The 7 to 12 range, quite on the other hand, has been one of the most unproductive areas since on the average season 5 of the 6 players will drop from the previous season. That's something to remember and a reason to grab either a top 6 wideout or wait a bit for the next tier.

Looking backwards, The Top 12 comes from all over. More players come from the 24+ range than any of the other three higher tiers from the previous season. In particular, the last three years have witnessed an unprecedented amount of "sleepers" turning in great years that well exceeded expectations. Quite often they were born of some particular team situation that game them a much higher volume of passes than the offense would typically allow. Just as notable is that no wideout from the 7 to 12 range over the last three seasons has returned to the Top 7 to 12 the next year.

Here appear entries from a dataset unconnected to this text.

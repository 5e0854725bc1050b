//! Template engine for rendering the exported page.

use minijinja::{context, Environment, Value};
use serde::Serialize;

use pagesmith_model::{Banner, ContentDocument, ImageRef, Section, SectionBody, SectionKind};

use crate::resolve::ResolvedImages;
use crate::style::SectionStyle;

/// Banner data handed to the template.
#[derive(Debug, Clone, Serialize)]
pub struct BannerView {
    pub title: String,
    pub subtitle: String,
    pub image: Option<String>,
    pub cta_text: String,
    pub cta_link: String,
}

/// One service card.
#[derive(Debug, Clone, Serialize)]
pub struct ServiceView {
    pub name: String,
    pub description: String,
    pub icon: Option<String>,
}

/// One gallery picture.
#[derive(Debug, Clone, Serialize)]
pub struct PictureView {
    pub url: String,
    pub alt: String,
}

/// A section ready for its kind's template.
#[derive(Debug, Clone, Serialize)]
pub struct SectionView {
    /// Name of the template that renders this section.
    pub template: &'static str,
    pub title: String,
    pub style: String,
    pub heading_style: String,
    pub content: String,
    pub image: Option<String>,
    pub items: Vec<ServiceView>,
    pub images: Vec<PictureView>,
}

/// Context for rendering the page template.
#[derive(Debug, Clone, Serialize)]
pub struct PageContext {
    pub title: String,
    pub stylesheet: String,
    pub banner: BannerView,
    pub sections: Vec<SectionView>,
}

impl PageContext {
    /// Build the context for `doc`, taking images from `images`.
    pub fn build(
        doc: &ContentDocument,
        images: &ResolvedImages,
        fallback_title: &str,
        stylesheet: String,
    ) -> Self {
        let title = if doc.banner.title.trim().is_empty() {
            fallback_title.to_string()
        } else {
            doc.banner.title.clone()
        };

        Self {
            title,
            stylesheet,
            banner: banner_view(&doc.banner, images),
            sections: doc.sections.iter().map(|s| section_view(s, images)).collect(),
        }
    }
}

fn src(image: Option<&ImageRef>, images: &ResolvedImages) -> Option<String> {
    image
        .and_then(|image| images.resolve(image))
        .map(|image| image.as_str().to_string())
}

fn banner_view(banner: &Banner, images: &ResolvedImages) -> BannerView {
    let cta_link = if banner.cta_link.trim().is_empty() {
        "#".to_string()
    } else {
        banner.cta_link.clone()
    };

    BannerView {
        title: banner.title.clone(),
        subtitle: banner.subtitle.clone(),
        image: src(banner.background_image.as_ref(), images),
        cta_text: banner.cta_text.clone(),
        cta_link,
    }
}

fn section_view(section: &Section, images: &ResolvedImages) -> SectionView {
    let style = SectionStyle::from_styles(&section.styles);
    let kind = section.kind();

    let title = match (kind, section.title.trim().is_empty()) {
        (_, false) => section.title.clone(),
        (SectionKind::Text, true) => String::new(),
        (SectionKind::About, true) => "About Us".to_string(),
        (SectionKind::Services, true) => "Our Services".to_string(),
        (SectionKind::Gallery, true) => "Gallery".to_string(),
    };

    // Services headings always sit in the middle.
    let heading_align = match kind {
        SectionKind::Services => Some("center"),
        SectionKind::Text | SectionKind::About | SectionKind::Gallery => None,
    };

    let mut view = SectionView {
        template: template_name(kind),
        title,
        style: style.section_css(),
        heading_style: style.heading_css(heading_align),
        content: String::new(),
        image: None,
        items: Vec::new(),
        images: Vec::new(),
    };

    match &section.body {
        SectionBody::Text { content, image } | SectionBody::About { content, image } => {
            view.content = content.clone();
            view.image = src(image.as_ref(), images);
        }
        SectionBody::Services { items } => {
            view.items = items
                .iter()
                .map(|item| ServiceView {
                    name: if item.name.trim().is_empty() {
                        "Service".to_string()
                    } else {
                        item.name.clone()
                    },
                    description: item.description.clone(),
                    icon: src(item.icon.as_ref(), images),
                })
                .collect();
        }
        SectionBody::Gallery { images: pictures } => {
            view.images = pictures
                .iter()
                .filter_map(|picture| {
                    let url = src(Some(&picture.url), images)?;
                    let alt = if picture.alt.trim().is_empty() {
                        "Gallery item".to_string()
                    } else {
                        picture.alt.clone()
                    };
                    Some(PictureView { url, alt })
                })
                .collect();
        }
    }

    view
}

fn template_name(kind: SectionKind) -> &'static str {
    match kind {
        SectionKind::Text => "text.html",
        SectionKind::About => "about.html",
        SectionKind::Services => "services.html",
        SectionKind::Gallery => "gallery.html",
    }
}

/// Escape a value for a double-quoted attribute.
///
/// Unlike the default HTML escaping this leaves `/` alone, which keeps URLs
/// and base64 payloads readable and compact.
fn attr_escape(value: String) -> Value {
    let mut out = String::with_capacity(value.len());
    for c in value.chars() {
        match c {
            '&' => out.push_str("&amp;"),
            '"' => out.push_str("&quot;"),
            '\'' => out.push_str("&#39;"),
            '<' => out.push_str("&lt;"),
            '>' => out.push_str("&gt;"),
            c => out.push(c),
        }
    }
    Value::from_safe_string(out)
}

/// Template engine using minijinja.
pub struct TemplateEngine {
    env: Environment<'static>,
}

impl TemplateEngine {
    /// Create a new template engine with the page templates.
    pub fn new() -> Self {
        let mut env = Environment::new();
        env.add_filter("attr_escape", attr_escape);

        for (name, source) in TEMPLATES {
            env.add_template(name, source)
                .expect("Failed to add built-in template");
        }

        Self { env }
    }

    /// Render the whole page.
    pub fn render_page(&self, context: &PageContext) -> Result<String, minijinja::Error> {
        let tmpl = self.env.get_template("page.html")?;

        tmpl.render(context! {
            title => &context.title,
            stylesheet => &context.stylesheet,
            banner => &context.banner,
            sections => &context.sections,
        })
    }
}

impl Default for TemplateEngine {
    fn default() -> Self {
        Self::new()
    }
}

const TEMPLATES: [(&str, &str); 6] = [
    ("page.html", PAGE_TEMPLATE),
    ("banner.html", BANNER_TEMPLATE),
    ("text.html", TEXT_TEMPLATE),
    ("about.html", ABOUT_TEMPLATE),
    ("services.html", SERVICES_TEMPLATE),
    ("gallery.html", GALLERY_TEMPLATE),
];

const PAGE_TEMPLATE: &str = r##"<!DOCTYPE html>
<html lang="en">
<head>
  <meta charset="UTF-8">
  <meta name="viewport" content="width=device-width, initial-scale=1.0">
  <title>{{ title }}</title>
  <style>{{ stylesheet | safe }}</style>
</head>
<body>
{% include "banner.html" %}
<main>
{% for section in sections %}{% include section.template %}
{% endfor %}</main>
</body>
</html>
"##;

const BANNER_TEMPLATE: &str = r##"<header class="banner">
  <div class="banner-frame">
    {% if banner.image %}<img class="banner-image" src="{{ banner.image | attr_escape }}" alt="Website Banner">{% else %}<div class="banner-placeholder"></div>{% endif %}
    <div class="banner-overlay"></div>
    <div class="banner-content">
      <div class="banner-card">
        {% if banner.title %}<h1>{{ banner.title }}</h1>{% endif %}
        {% if banner.subtitle %}<p>{{ banner.subtitle }}</p>{% endif %}
        {% if banner.cta_text %}<div class="banner-cta"><a href="{{ banner.cta_link | attr_escape }}">{{ banner.cta_text }}</a></div>{% endif %}
      </div>
    </div>
  </div>
</header>"##;

const TEXT_TEMPLATE: &str = r##"<section style="{{ section.style }}">
  <div class="section-content">
    {% if section.title %}<h2 style="{{ section.heading_style }}">{{ section.title }}</h2>{% endif %}
    {% if section.image %}<div class="section-image"><img src="{{ section.image | attr_escape }}" alt="{{ section.title }}"></div>{% endif %}
    <p class="justified">{{ section.content }}</p>
  </div>
</section>"##;

const ABOUT_TEMPLATE: &str = r##"<section style="{{ section.style }}">
  <div class="section-content">
    <h2 style="{{ section.heading_style }}">{{ section.title }}</h2>
    {% if section.image %}<div class="section-image"><img src="{{ section.image | attr_escape }}" alt="{{ section.title }}"></div>{% endif %}
    <p class="justified">{{ section.content }}</p>
  </div>
</section>"##;

const SERVICES_TEMPLATE: &str = r##"<section style="{{ section.style }}">
  <h2 style="{{ section.heading_style }}">{{ section.title }}</h2>
  <div class="services-grid">
    {% for item in section.items %}<div class="service-card">
      {% if item.icon %}<div class="service-icon"><img src="{{ item.icon | attr_escape }}" alt="{{ item.name }}"></div>{% endif %}
      <h3>{{ item.name }}</h3>
      {% if item.description %}<p>{{ item.description }}</p>{% endif %}
    </div>
    {% endfor %}
  </div>
</section>"##;

const GALLERY_TEMPLATE: &str = r##"<section style="{{ section.style }}">
  <h2 style="{{ section.heading_style }}">{{ section.title }}</h2>
  <div class="image-gallery">
    {% for image in section.images %}<div class="gallery-item"><img src="{{ image.url | attr_escape }}" alt="{{ image.alt }}"></div>
    {% endfor %}
  </div>
</section>"##;

#[cfg(test)]
mod tests {
    use super::*;
    use pagesmith_model::{GalleryImage, ServiceItem, StyleSet, TextAlign};

    fn render(doc: &ContentDocument) -> String {
        let context = PageContext::build(doc, &ResolvedImages::default(), "My Website", String::new());
        TemplateEngine::new().render_page(&context).unwrap()
    }

    fn with_body(kind: SectionKind, title: &str, body: SectionBody) -> Section {
        Section {
            body,
            ..Section::new(1, kind, title)
        }
    }

    #[test]
    fn title_falls_back_when_banner_title_is_empty() {
        let doc = ContentDocument::new(Banner::default(), vec![]);

        let html = render(&doc);

        assert!(html.contains("<title>My Website</title>"));
        assert!(!html.contains("<h1>"));
        assert!(!html.contains("banner-cta"));
        assert!(html.contains("banner-placeholder"));
    }

    #[test]
    fn renders_banner_fields() {
        let html = render(&ContentDocument::default());

        assert!(html.contains("<title>Welcome to Our Website</title>"));
        assert!(html.contains("<h1>Welcome to Our Website</h1>"));
        assert!(html.contains("<p>Discover amazing content</p>"));
        assert!(html.contains(r##"<a href="#">Learn More</a>"##));
    }

    #[test]
    fn escapes_user_text() {
        let doc = ContentDocument::new(
            Banner {
                title: "<script>alert(1)</script>".into(),
                ..Default::default()
            },
            vec![],
        );

        let html = render(&doc);

        assert!(!html.contains("<script>"));
        assert!(html.contains("&lt;script&gt;"));
    }

    #[test]
    fn section_titles_fall_back_per_kind() {
        let doc = ContentDocument::new(
            Banner::default(),
            vec![
                Section::new(1, SectionKind::About, ""),
                Section::new(2, SectionKind::Services, ""),
                Section::new(3, SectionKind::Gallery, ""),
                Section::new(4, SectionKind::Text, ""),
            ],
        );

        let html = render(&doc);

        assert!(html.contains(">About Us</h2>"));
        assert!(html.contains(">Our Services</h2>"));
        assert!(html.contains(">Gallery</h2>"));
        assert_eq!(html.matches("<h2").count(), 3);
    }

    #[test]
    fn services_and_gallery_items_render() {
        let doc = ContentDocument::new(
            Banner::default(),
            vec![
                with_body(
                    SectionKind::Services,
                    "What we do",
                    SectionBody::Services {
                        items: vec![ServiceItem {
                            id: 1,
                            name: String::new(),
                            description: "Fast".into(),
                            icon: Some(ImageRef::parse("https://x.test/i.png")),
                        }],
                    },
                ),
                with_body(
                    SectionKind::Gallery,
                    "Pics",
                    SectionBody::Gallery {
                        images: vec![GalleryImage {
                            id: 2,
                            url: ImageRef::parse("https://x.test/a.png?w=1&h=2"),
                            alt: String::new(),
                        }],
                    },
                ),
            ],
        );

        let html = render(&doc);

        assert!(html.contains("<h3>Service</h3>"));
        assert!(html.contains(r#"src="https://x.test/i.png""#));
        assert!(html.contains(r#"src="https://x.test/a.png?w=1&amp;h=2" alt="Gallery item""#));
        assert!(html.contains("text-align: center;"));
    }

    #[test]
    fn only_services_headings_are_centered() {
        let right = StyleSet {
            text_align: Some(TextAlign::Right),
            ..Default::default()
        };
        let doc = ContentDocument::new(
            Banner::default(),
            vec![
                Section {
                    styles: right.clone(),
                    ..Section::new(1, SectionKind::Gallery, "Pics")
                },
                Section {
                    styles: right,
                    ..Section::new(2, SectionKind::Services, "Offer")
                },
            ],
        );

        let html = render(&doc);

        assert!(html.contains(r#"<h2 style="color: #000000; text-align: right;">Pics</h2>"#));
        assert!(html.contains(r#"<h2 style="color: #000000; text-align: center;">Offer</h2>"#));
    }

    #[test]
    fn attr_escape_keeps_slashes() {
        let value = attr_escape("data:image/png;base64,ab/+\"".to_string());
        assert_eq!(value.to_string(), "data:image/png;base64,ab/+&quot;");
    }
}
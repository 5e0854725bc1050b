//! Editing commands over the history and the persistence gateway.

use pagesmith_gateway::{ContentApi, GatewayResult, HttpContentApi, ImageUpload, PersistenceGateway};
use pagesmith_model::{Banner, ContentDocument, ImageRef, ItemId, Section, SectionPatch};

use crate::history::HistoryStore;
use crate::reorder::MoveCommand;

/// The single entry point for changing the page.
///
/// Every command builds the next document, offers it to the history, and
/// when the history accepts it hands the new state to the gateway.
pub struct Editor<A: ContentApi = HttpContentApi> {
    history: HistoryStore,
    gateway: PersistenceGateway<A>,
}

impl<A: ContentApi> Editor<A> {
    /// Start editing from whatever the gateway loads.
    pub async fn open(gateway: PersistenceGateway<A>) -> Self {
        let seed = gateway.load().await;
        Self::new(gateway, seed)
    }

    /// Start editing from `seed`.
    pub fn new(gateway: PersistenceGateway<A>, seed: ContentDocument) -> Self {
        Self {
            history: HistoryStore::new(seed),
            gateway,
        }
    }

    pub fn current(&self) -> &ContentDocument {
        self.history.current()
    }

    pub fn history(&self) -> &HistoryStore {
        &self.history
    }

    pub fn gateway(&self) -> &PersistenceGateway<A> {
        &self.gateway
    }

    pub fn can_undo(&self) -> bool {
        self.history.can_undo()
    }

    pub fn can_redo(&self) -> bool {
        self.history.can_redo()
    }

    pub async fn add_section(&mut self, section: Section) -> bool {
        tracing::debug!("Adding {} section {}", section.kind(), section.id);
        let next = self.current().with_section_added(section);
        self.commit(next).await
    }

    pub async fn update_section(&mut self, id: ItemId, patch: SectionPatch) -> bool {
        if self.current().section(id).is_none() {
            tracing::debug!("Ignoring update of unknown section {}", id);
            return false;
        }
        let next = self.current().with_section_updated(id, &patch);
        self.commit(next).await
    }

    pub async fn remove_section(&mut self, id: ItemId) -> bool {
        if self.current().section(id).is_none() {
            tracing::debug!("Ignoring removal of unknown section {}", id);
            return false;
        }
        let next = self.current().with_section_removed(id);
        self.commit(next).await
    }

    /// Move the section at `from` to `to`.
    ///
    /// # Panics
    ///
    /// Panics if either index is outside the section list.
    pub async fn move_section(&mut self, from: usize, to: usize) -> bool {
        self.apply_drag(MoveCommand { from, to }).await
    }

    /// Apply a move emitted by a drag session.
    pub async fn apply_drag(&mut self, command: MoveCommand) -> bool {
        let next = command.apply(self.current());
        self.commit(next).await
    }

    pub async fn update_banner(&mut self, banner: Banner) -> bool {
        let next = self.current().with_banner(banner);
        self.commit(next).await
    }

    /// Step back one state and persist it.
    pub async fn undo(&mut self) -> bool {
        if !self.history.undo() {
            return false;
        }
        self.persist_current().await;
        true
    }

    /// Step forward one state and persist it.
    pub async fn redo(&mut self) -> bool {
        if !self.history.redo() {
            return false;
        }
        self.persist_current().await;
        true
    }

    /// Upload image bytes through the gateway. On failure the caller keeps
    /// its local blob reference.
    pub async fn upload_image(&self, upload: ImageUpload) -> GatewayResult<ImageRef> {
        self.gateway.upload_image(upload).await
    }

    async fn commit(&mut self, next: ContentDocument) -> bool {
        if !self.history.set_state(next) {
            return false;
        }
        self.persist_current().await;
        true
    }

    async fn persist_current(&self) {
        let current = self.history.current_arc();
        let stored = self.gateway.save(&current).await;
        if stored != *current {
            tracing::debug!("Server returned a transformed copy of the saved page");
        }
    }
}

#[cfg(test)]
mod tests {
    use super::*;
    use std::sync::Arc;

    use async_trait::async_trait;
    use pagesmith_gateway::{GatewayError, LocalCache};
    use pagesmith_model::{SectionKind, StyleSet};
    use pretty_assertions::assert_eq;
    use tokio::sync::Mutex;

    use crate::reorder::{DragSession, PointerState, Rect};

    /// Backend that records every save and can be switched off.
    #[derive(Default)]
    struct RecordingApi {
        offline: bool,
        saves: Mutex<Vec<ContentDocument>>,
    }

    #[async_trait]
    impl ContentApi for RecordingApi {
        async fn fetch_content(&self) -> GatewayResult<ContentDocument> {
            if self.offline {
                return Err(GatewayError::Network("offline".into()));
            }
            Ok(self.saves.lock().await.last().cloned().unwrap_or_default())
        }

        async fn put_content(&self, doc: &ContentDocument) -> GatewayResult<ContentDocument> {
            if self.offline {
                return Err(GatewayError::Network("offline".into()));
            }
            self.saves.lock().await.push(doc.clone());
            Ok(doc.clone())
        }

        async fn upload_image(&self, _upload: ImageUpload) -> GatewayResult<ImageRef> {
            Err(GatewayError::Network("offline".into()))
        }
    }

    fn seed() -> ContentDocument {
        ContentDocument::new(
            Banner {
                title: "T".into(),
                ..Default::default()
            },
            vec![
                Section::new(1, SectionKind::Text, "A"),
                Section::new(2, SectionKind::Text, "B"),
            ],
        )
    }

    fn editor(api: RecordingApi) -> Editor<RecordingApi> {
        let gateway = PersistenceGateway::new(api, Arc::new(LocalCache::in_memory()));
        Editor::new(gateway, seed())
    }

    fn ids(editor: &Editor<RecordingApi>) -> Vec<ItemId> {
        editor.current().sections.iter().map(|s| s.id).collect()
    }

    #[tokio::test]
    async fn move_undo_redo_scenario() {
        let mut editor = editor(RecordingApi::default());

        assert!(editor.move_section(0, 1).await);
        assert_eq!(ids(&editor), vec![2, 1]);

        assert!(editor.undo().await);
        assert_eq!(ids(&editor), vec![1, 2]);

        assert!(editor.redo().await);
        assert_eq!(ids(&editor), vec![2, 1]);
    }

    #[tokio::test]
    async fn every_accepted_mutation_is_saved() {
        let mut editor = editor(RecordingApi::default());

        editor
            .add_section(Section::new(3, SectionKind::Gallery, "C"))
            .await;
        editor
            .update_section(
                1,
                SectionPatch::styles(StyleSet {
                    text_color: Some("#333333".into()),
                    ..Default::default()
                }),
            )
            .await;
        editor.remove_section(2).await;

        let saves = editor.gateway().api().saves.lock().await.clone();
        assert_eq!(saves.len(), 3);
        assert_eq!(saves.last(), Some(editor.current()));
        assert_eq!(ids(&editor), vec![1, 3]);
    }

    #[tokio::test]
    async fn no_op_mutations_are_not_saved() {
        let mut editor = editor(RecordingApi::default());

        assert!(!editor.update_section(1, SectionPatch::title("A")).await);
        assert!(!editor.update_section(99, SectionPatch::title("Z")).await);
        assert!(!editor.remove_section(99).await);
        assert!(!editor.move_section(1, 1).await);
        assert!(!editor.update_banner((*seed().banner).clone()).await);

        assert!(editor.gateway().api().saves.lock().await.is_empty());
        assert_eq!(editor.history().len(), 1);
    }

    #[tokio::test]
    async fn offline_edits_land_in_the_cache() {
        let mut editor = editor(RecordingApi {
            offline: true,
            ..Default::default()
        });

        editor
            .update_banner(Banner {
                title: "Offline".into(),
                ..Default::default()
            })
            .await;

        let cached = editor.gateway().cached().await.unwrap();
        assert_eq!(cached.banner.title, "Offline");
        assert_eq!(&cached, editor.current());
    }

    #[tokio::test]
    async fn undo_persists_the_restored_state() {
        let mut editor = editor(RecordingApi::default());
        editor.remove_section(1).await;
        editor.undo().await;

        assert_eq!(editor.gateway().cached().await, Some(seed()));
        assert!(!editor.undo().await);
    }

    #[tokio::test]
    async fn drag_gesture_moves_sections() {
        let mut editor = editor(RecordingApi::default());
        let mut drag = DragSession::start(0);

        let pointer = PointerState {
            client_y: 180.0,
            hover_rect: Rect::new(100.0, 200.0),
        };
        let command = drag.hover(1, pointer).expect("past the midpoint");
        editor.apply_drag(command).await;

        assert_eq!(ids(&editor), vec![2, 1]);
        assert_eq!(drag.finish(), 1);
        assert_eq!(editor.history().len(), 2);
    }

    #[tokio::test]
    async fn open_seeds_from_the_gateway() {
        let cache = Arc::new(LocalCache::in_memory());
        cache
            .set_json(pagesmith_gateway::CONTENT_KEY, &seed())
            .await
            .unwrap();
        let api = RecordingApi {
            offline: true,
            ..Default::default()
        };

        let editor = Editor::open(PersistenceGateway::new(api, cache)).await;

        assert_eq!(editor.current(), &seed());
        assert!(!editor.can_undo());
        assert!(!editor.can_redo());
    }
}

  Repeat Reliability 2002 2003 2004 2005
1 T Holt 15 2 6 6
2 C Johnson 17 3 9 4
3 M Harrison 1 4 5 8
4 S Smith 43 15 na 1
5 R Moss 5 1 19 15
6 J Walker   25 2 na
7 S Moss 65 7 33 3
8 C Chambers 49 12 25 7
9 H Ward 2 6 28 11
10 R Wayne 50 19 7 21
11 T Owens 3 11 4 32
12 D Mason 26 9 17 24
13 R Smith 23 27 15 16
14 J Smith 18 24 20 19
15 T Houshmandzadeh 84 na 31 14
16 E Kennison 37 32 18 18
17 J Horn 8 13 3 55
18 A Boldin   5 58 9
19 M Muhammad 42 37 1 37
20 P Burress 9 23 43 10
21 K Johnson 21 23 27 28
22 L Evans     24 29
23 D Jackson 32 8 14 60
24 L Coles 12 14 39 31
25 D Driver 10 62 10 13
26 I Bruce 16 18 13 56
24 R Williams     29 30
28 D Bennett 73 44 8 38
29 A Johnson   30 22 48
30 E Moulds 4 40 26 35
31 A Toomer 6 16 53 34
32 D Stallworth 38 49 35 20
33 K McCardell 46 10 84 17
34 J Galloway 24 54 55 5
35 D Branch 69 41 57 22
36 T Glenn 52 34 77 12
37 J Porter 27 82 21 25

 

Top 12
Wide Receiver Repeatability
50% - 0%

Though the names change frequently at the top, the receivers still ended up with the previous Top 12 yielding 5 of the next Top 12. But the reality here is that if you remove Harrison, Owens, Moss, Holt and Chad Johnson from the equation, the chance that a Top 12 receiver repeats to the Top 12 the following year is almost zero. There were only two players (Ward and Rod Smith) that have managed to do that once in the last five years. The reality is that you do need two or three receivers for starters so there is no sense in waiting too long, but the chance you will get a truly difference making receiver after the top six are taken is actually negligible.